(RAW DATA begins)

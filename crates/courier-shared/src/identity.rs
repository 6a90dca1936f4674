//! Wallet-bound identities.
//!
//! An [`Identity`] lives in memory only: it is created (or unlocked
//! from a passphrase-sealed wallet export) at account creation/unlock
//! and dropped on logout. The subdomain is immutable once registered.

use rand::rngs::OsRng;
use rand::RngCore;
use serde::{Deserialize, Serialize};
use x25519_dalek::PublicKey;

use crate::constants::{KDF_CONTEXT_WALLET_SEAL, WALLET_SECRET_SIZE};
use crate::error::AuthError;
use crate::keys::{
    derive_key_from_passphrase, symmetric_decrypt, symmetric_encrypt, KeyManager,
};
use crate::types::Subdomain;

/// A subdomain identity with its wallet-derived encryption keypair.
#[derive(Clone)]
pub struct Identity {
    subdomain: Subdomain,
    wallet_address: String,
    keys: KeyManager,
}

/// Passphrase-sealed wallet export, safe to persist.
#[derive(Serialize, Deserialize, Clone)]
pub struct SealedWallet {
    pub subdomain: Subdomain,
    pub wallet_address: String,
    pub sealed_secret: Vec<u8>,
}

impl Identity {
    /// Create a fresh identity and its sealed wallet export.
    pub fn create(subdomain: Subdomain, passphrase: &str) -> (Self, SealedWallet) {
        let mut wallet_secret = [0u8; WALLET_SECRET_SIZE];
        OsRng.fill_bytes(&mut wallet_secret);
        let identity = Self::from_wallet_secret(subdomain, &wallet_secret);

        let seal_key = derive_key_from_passphrase(passphrase.as_bytes(), KDF_CONTEXT_WALLET_SEAL);
        // Sealing a fixed-size random secret with a fresh nonce cannot fail
        let sealed_secret = symmetric_encrypt(&seal_key, &wallet_secret)
            .unwrap_or_else(|_| unreachable!("sealing a wallet secret"));

        let sealed = SealedWallet {
            subdomain: identity.subdomain.clone(),
            wallet_address: identity.wallet_address.clone(),
            sealed_secret,
        };
        (identity, sealed)
    }

    /// Unlock an identity from its sealed export. A wrong passphrase
    /// fails the unlock only; no pipeline state is involved.
    pub fn unlock(sealed: &SealedWallet, passphrase: &str) -> Result<Self, AuthError> {
        let seal_key = derive_key_from_passphrase(passphrase.as_bytes(), KDF_CONTEXT_WALLET_SEAL);
        let wallet_secret = symmetric_decrypt(&seal_key, &sealed.sealed_secret)
            .map_err(|_| AuthError::WrongCredential)?;
        if wallet_secret.len() != WALLET_SECRET_SIZE {
            return Err(AuthError::MalformedWallet);
        }
        Ok(Self::from_wallet_secret(
            sealed.subdomain.clone(),
            &wallet_secret,
        ))
    }

    fn from_wallet_secret(subdomain: Subdomain, wallet_secret: &[u8]) -> Self {
        let keys = KeyManager::from_wallet_secret(wallet_secret);
        let wallet_address = derive_wallet_address(&keys.public_key());
        Self {
            subdomain,
            wallet_address,
            keys,
        }
    }

    pub fn subdomain(&self) -> &Subdomain {
        &self.subdomain
    }

    pub fn wallet_address(&self) -> &str {
        &self.wallet_address
    }

    pub fn keys(&self) -> &KeyManager {
        &self.keys
    }

    pub fn public_key(&self) -> PublicKey {
        self.keys.public_key()
    }
}

// 0x-prefixed, 20 bytes of the BLAKE3 hash of the public key
fn derive_wallet_address(public_key: &PublicKey) -> String {
    let hash = blake3::hash(public_key.as_bytes());
    format!("0x{}", hex::encode(&hash.as_bytes()[..20]))
}

#[cfg(test)]
mod tests {
    use super::*;

    #[test]
    fn test_create_unlock_roundtrip() {
        let subdomain = Subdomain::new("alice").unwrap();
        let (identity, sealed) = Identity::create(subdomain, "hunter2");

        let unlocked = Identity::unlock(&sealed, "hunter2").unwrap();
        assert_eq!(identity.public_key(), unlocked.public_key());
        assert_eq!(identity.wallet_address(), unlocked.wallet_address());
        assert_eq!(unlocked.subdomain().as_str(), "alice");
    }

    #[test]
    fn test_wrong_passphrase_fails_unlock() {
        let subdomain = Subdomain::new("alice").unwrap();
        let (_, sealed) = Identity::create(subdomain, "hunter2");

        assert!(matches!(
            Identity::unlock(&sealed, "wrong"),
            Err(AuthError::WrongCredential)
        ));
    }

    #[test]
    fn test_wallet_address_format() {
        let subdomain = Subdomain::new("alice").unwrap();
        let (identity, _) = Identity::create(subdomain, "pw");

        let address = identity.wallet_address();
        assert!(address.starts_with("0x"));
        assert_eq!(address.len(), 2 + 40);
    }

    #[test]
    fn test_distinct_identities_distinct_keys() {
        let (a, _) = Identity::create(Subdomain::new("alice").unwrap(), "pw");
        let (b, _) = Identity::create(Subdomain::new("bob").unwrap(), "pw");
        assert_ne!(a.public_key().as_bytes(), b.public_key().as_bytes());
    }
}
//! Per-login session context.
//!
//! A [`Session`] carries the unlocked identity together with the
//! service handles every call needs. It is passed explicitly; there is
//! no process-wide "current account" state.

use std::sync::Arc;
use std::time::Duration;

use courier_shared::constants::DEFAULT_SPONSOR_TIMEOUT_SECS;
use courier_shared::identity::Identity;
use courier_store::{ContentStore, MailboxService, StampLedger};

/// Everything an upload action needs: who is acting, where bytes go,
/// how capacity is accounted, and where deliveries land.
#[derive(Clone)]
pub struct Session {
    identity: Identity,
    store: Arc<dyn ContentStore>,
    ledger: StampLedger,
    mailbox: MailboxService,
    sponsor_timeout: Duration,
}

impl Session {
    pub fn new(
        identity: Identity,
        store: Arc<dyn ContentStore>,
        ledger: StampLedger,
        mailbox: MailboxService,
    ) -> Self {
        Self {
            identity,
            store,
            ledger,
            mailbox,
            sponsor_timeout: Duration::from_secs(DEFAULT_SPONSOR_TIMEOUT_SECS),
        }
    }

    /// Override the sponsored-stamp request timeout.
    pub fn with_sponsor_timeout(mut self, timeout: Duration) -> Self {
        self.sponsor_timeout = timeout;
        self
    }

    pub fn identity(&self) -> &Identity {
        &self.identity
    }

    pub fn store(&self) -> Arc<dyn ContentStore> {
        Arc::clone(&self.store)
    }

    pub fn ledger(&self) -> &StampLedger {
        &self.ledger
    }

    pub fn mailbox(&self) -> &MailboxService {
        &self.mailbox
    }

    pub fn sponsor_timeout(&self) -> Duration {
        self.sponsor_timeout
    }
}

(RAW DATA ends)

# TASK ITEM
Copy each line above where "KeyManager" appears.

# ANSWER
    derive_key_from_passphrase, symmetric_decrypt, symmetric_encrypt, KeyManager,
    keys: KeyManager,
        let keys = KeyManager::from_wallet_secret(wallet_secret);
    pub fn keys(&self) -> &KeyManager {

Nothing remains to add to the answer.